Unless the page has something unusual in it (such as a rotating image banner, plaintext hit counter), the two results should be the same. If they differ, it means that that page is serving different content to Google than to regular users and nine times out of ten it’s a spam backlink that is the difference.

One disadvantage of this crawling method is that it will only find cloaked backlinks; non-cloaked backlinks appear the same to all requestors and thus would be missed by this technique. For this reason, you might want to combine the methods by additionally searching the googlebot result:

egrep -i ‘viagra|cialis|rolex|penis|oxycontin|fioricet’ google_crawl.html

Any results from this would indicate a spam backlink, whether cloaked or not.

Fighting backlink insertions

There are four aspects to battling backlink spam in your website: detection, clean-up, prevention, and monitoring.

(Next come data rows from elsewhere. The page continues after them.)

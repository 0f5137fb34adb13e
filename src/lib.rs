// SPDX-License-Identifier: MIT OR Apache-2.0
//! Top-level facade wiring the PBS reconciliation stack together: a
//! [`PbsClient`] owns the shared [`Transport`] and [`Session`] and hands out
//! per-resource-family clients and reconcilers bound to them, so the
//! declarative framework this core sits behind only ever touches one type.
//!
//! Construction takes [`pbsctl_core::Credentials`] directly, or a
//! [`pbsctl_config::PbsConfig`] via [`PbsClient::from_config`] for callers
//! loading credentials from the environment/a file.

#![deny(unsafe_code)]
#![warn(missing_docs)]

use std::sync::Arc;

pub use pbsctl_config::{self as config, ConfigError, ConfigWarning, PbsConfig};
pub use pbsctl_core::{AuthMethod, Credentials, DeleteSet, Digest, TaskStatus, TlsPolicy, Upid, Value};
pub use pbsctl_error::{ErrorCategory, ErrorCode, PbsError};
pub use pbsctl_reconcile::{
    fields, validate_datastore_create, DatastoreDesired, DatastoreKind, DatastoreReconciler,
    ReconcileOutcome,
};
pub use pbsctl_reconcile::job::{build_job_update_body, reconcile_job_update};
pub use pbsctl_resources::{
    GcJobClient, MetricsServerClient, MetricsServerKind, NotificationEndpointClient,
    NotificationEndpointKind, NotificationMatcherClient, PruneJobClient, RemoteClient,
    S3EndpointClient, SyncJobClient, VerifyJobClient, WriteOutcome,
};
pub use pbsctl_session::Session;
pub use pbsctl_task::{wait_for_task, TaskOutcome};
pub use pbsctl_transport::mock;
pub use pbsctl_transport::{Envelope, Headers, ReqwestTransport, Transport};

/// Owns the shared [`Transport`] and [`Session`] for one PBS endpoint and
/// hands out clients/reconcilers bound to them.
///
/// Cheap to clone: both fields are `Arc`-backed, so cloning a [`PbsClient`]
/// shares the same connection pool and session state rather than
/// re-authenticating.
#[derive(Clone)]
pub struct PbsClient {
    transport: Arc<dyn Transport>,
    session: Arc<Session>,
}

impl PbsClient {
    /// Builds a live client from [`Credentials`], constructing a pooled
    /// [`ReqwestTransport`] per the credentials' [`TlsPolicy`].
    pub fn new(credentials: Credentials) -> Result<Self, PbsError> {
        let transport = ReqwestTransport::new(&credentials)?;
        Ok(Self::from_parts(Arc::new(transport), credentials))
    }

    /// Builds credentials from a [`PbsConfig`] (validating it first) and
    /// constructs a live client from them.
    pub fn from_config(config: PbsConfig) -> Result<Self, PbsError> {
        config::validate_config(&config).map_err(config_to_pbs_error)?;
        let credentials = config
            .into_credentials()
            .map_err(config_to_pbs_error)?;
        Self::new(credentials)
    }

    /// Builds a client around a caller-supplied [`Transport`] (e.g.
    /// [`mock::MockTransport`] in tests) instead of a live [`ReqwestTransport`].
    pub fn from_parts(transport: Arc<dyn Transport>, credentials: Credentials) -> Self {
        Self { transport, session: Arc::new(Session::new(credentials)) }
    }

    /// The underlying transport, for call sites that need to hand it to a
    /// free function like [`wait_for_task`] directly.
    pub fn transport(&self) -> &dyn Transport {
        &*self.transport
    }

    /// The underlying session, for call sites driving [`Session::execute_with_replay`]
    /// themselves.
    pub fn session(&self) -> &Session {
        &self.session
    }

    /// A [`DatastoreReconciler`] bound to this client's transport and session.
    pub fn datastores(&self) -> DatastoreReconciler<'_> {
        DatastoreReconciler::new(&*self.transport, &self.session)
    }

    /// A [`RemoteClient`] bound to this client's transport.
    pub fn remotes(&self) -> RemoteClient<'_> {
        RemoteClient::new(&*self.transport)
    }

    /// An [`S3EndpointClient`] bound to this client's transport.
    pub fn s3_endpoints(&self) -> S3EndpointClient<'_> {
        S3EndpointClient::new(&*self.transport)
    }

    /// A [`NotificationEndpointClient`] of the given kind, bound to this
    /// client's transport.
    pub fn notification_endpoints(&self, kind: NotificationEndpointKind) -> NotificationEndpointClient<'_> {
        NotificationEndpointClient::new(&*self.transport, kind)
    }

    /// A [`NotificationMatcherClient`] bound to this client's transport.
    pub fn notification_matchers(&self) -> NotificationMatcherClient<'_> {
        NotificationMatcherClient::new(&*self.transport)
    }

    /// A [`MetricsServerClient`] of the given kind, bound to this client's
    /// transport.
    pub fn metrics_servers(&self, kind: MetricsServerKind) -> MetricsServerClient<'_> {
        MetricsServerClient::new(&*self.transport, kind)
    }

    /// Lists cluster nodes, replaying once on a mid-call ticket expiry.
    pub async fn list_nodes(&self) -> Result<Vec<serde_json::Value>, PbsError> {
        self.session
            .execute_with_replay(&*self.transport, |headers| {
                pbsctl_resources::list_nodes(&*self.transport, &headers)
            })
            .await
    }
}

macro_rules! job_reconciler {
    ($method:ident, $client:ident, $accessor:ident, $doc:literal) => {
        impl PbsClient {
            #[doc = $doc]
            pub fn $accessor(&self) -> $client<'_> {
                $client::new(&*self.transport)
            }

            /// Runs the digest-protected Update for this job family,
            /// replaying once on a mid-call ticket expiry per
            /// [`Session::execute_with_replay`].
            pub async fn $method(
                &self,
                id: &str,
                field_specs: &[pbsctl_reconcile::fields::FieldSpec],
                desired: &std::collections::BTreeMap<&'static str, Value<String>>,
                prior: &serde_json::Value,
            ) -> Result<WriteOutcome, PbsError> {
                let client = self.$accessor();
                self.session
                    .execute_with_replay(&*self.transport, |headers| {
                        reconcile_job_update(field_specs, desired, prior, |body| {
                            client.update(&headers, id, &body)
                        })
                    })
                    .await
            }
        }
    };
}

job_reconciler!(reconcile_prune_job, PruneJobClient, prune_jobs, "A [`PruneJobClient`] bound to this client's transport.");
job_reconciler!(reconcile_sync_job, SyncJobClient, sync_jobs, "A [`SyncJobClient`] bound to this client's transport.");
job_reconciler!(reconcile_verify_job, VerifyJobClient, verify_jobs, "A [`VerifyJobClient`] bound to this client's transport.");
job_reconciler!(reconcile_gc_job, GcJobClient, gc_jobs, "A [`GcJobClient`] bound to this client's transport.");

fn config_to_pbs_error(err: ConfigError) -> PbsError {
    PbsError::new(ErrorCode::ValidationMissingField, err.to_string())
}

#[cfg(test)]
mod tests {
    use super::*;
    use mock::{MockTransport, Scripted};
    use std::collections::BTreeMap;

    fn token_credentials() -> Credentials {
        Credentials::new(
            url::Url::parse("https://pbs.example.com:8007").unwrap(),
            AuthMethod::ApiToken { token_id: "root@pam!ci".into(), secret: "s3cr3t".into() },
            TlsPolicy::Verify,
        )
    }

    fn client_with(mock: &Arc<MockTransport>) -> PbsClient {
        PbsClient::from_parts(mock.clone() as Arc<dyn Transport>, token_credentials())
    }

    #[tokio::test(start_paused = true)]
    async fn datastore_accessor_round_trips_through_create() {
        let mock = Arc::new(MockTransport::new());
        mock.push(
            "POST",
            "/api2/json/config/datastore",
            Scripted::Ok(serde_json::Value::Null),
        );
        mock.push(
            "GET",
            "/api2/json/config/datastore/ds1",
            Scripted::Ok(serde_json::json!({"name": "ds1", "path": "/datastore/ds1", "digest": "D0"})),
        );
        let client = client_with(&mock);

        let desired = DatastoreDesired {
            name: "ds1".to_string(),
            path: Some("/datastore/ds1".to_string()),
            server: None,
            export: None,
            s3_client: None,
            s3_bucket: None,
            gc_schedule: Value::Unknown,
            comment: Value::Unknown,
            prune_schedule: None,
            tune_level: None,
        };
        let cancel = tokio_util::sync::CancellationToken::new();
        let outcome = client
            .datastores()
            .create("pbs1", &desired, std::time::Instant::now() + std::time::Duration::from_secs(30), &cancel)
            .await
            .unwrap();
        assert!(!outcome.degraded);
        assert_eq!(outcome.data["name"], "ds1");
    }

    #[tokio::test]
    async fn prune_job_reconciler_replays_on_auth_expiry() {
        let mock = Arc::new(MockTransport::new());
        mock.push(
            "PUT",
            "/api2/json/config/prune-job/p1",
            Scripted::Err(PbsError::new(ErrorCode::AuthUnauthorized, "ticket expired")),
        );
        mock.push("PUT", "/api2/json/config/prune-job/p1", Scripted::Ok(serde_json::Value::Null));
        let client = client_with(&mock);

        let prior = serde_json::json!({"schedule": "daily", "digest": "D0"});
        let mut desired = BTreeMap::new();
        desired.insert("schedule", Value::Known("daily".to_string()));

        let outcome = client
            .reconcile_prune_job("p1", pbsctl_reconcile::fields::PRUNE_JOB_FIELDS, &desired, &prior)
            .await
            .unwrap();
        assert!(matches!(outcome, WriteOutcome::Sync));
        assert_eq!(mock.calls().len(), 2);
    }

    #[tokio::test]
    async fn list_nodes_uses_api_token_header() {
        let mock = Arc::new(MockTransport::new());
        mock.push("GET", "/api2/json/nodes", Scripted::Ok(serde_json::json!([{"node": "pbs1"}])));
        let client = client_with(&mock);
        let nodes = client.list_nodes().await.unwrap();
        assert_eq!(nodes.len(), 1);
        assert_eq!(mock.calls()[0].headers.get("Authorization").unwrap(), "PBSAPIToken=root@pam!ci:s3cr3t");
    }
}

Detection: As outlined in the section above, you should use Google (and possibly other search engines such as Bing) to search for backlink spam being served by your website(s).

Clean-up: You need to remove any offending content you find by editing or removing the source pages. This may be simple, in the case of a non-cloaked static HTML backlink, or more complicated, in the case of a web application compromise that modified or injected code to generate the backlinks. If you are affiliated with Georgia Tech, OIT can provide (limited) resources to help you (at least figure out how to) clean your site of the backlinks.

You will also need to remove Google’s cache of your offending pages. See Google documentation at http://goo.gl/g7bl for instructions.

Prevention: No matter what the method of backlink insertion, it is imperative that you keep your OS, web applications and any associated plugins/modules up to date. For example, a website served by an outdated version of Wordpress CMS is easy pickings for spammers wishing to take advantage of a known exploit to insert backlink spam.

If you run a website that allows for users to create and publish content, you must ensure (at least) four things:

Failure to do any of these steps will likely result in backlink spam showing up on your site.

Monitoring: You will want to do some periodic monitoring of Google search results in order to be alerted to the presence of backlink spam in your site. Google searches can be automated by Google Alerts and combined via Yahoo Pipes to create a single feed that monitors Google for new results containing backlink spam on your site.

What OIT is doing about backlink spam

OIT is in the process of creating a system that monitors all *.gatech.edu URLs in Google for common backlink spam and then once verified, alerts the owners of the site of the findings. This doesn't mean that you can relax and just let OIT handle this problem, though; you should be proactive and use the information provided above to check your website for, and if necessary, clean it of backlink spam.

Also, providing an easily found and frequently checked contact email address on your site would be very helpful to us in getting word to you if we find backlink spam on your website.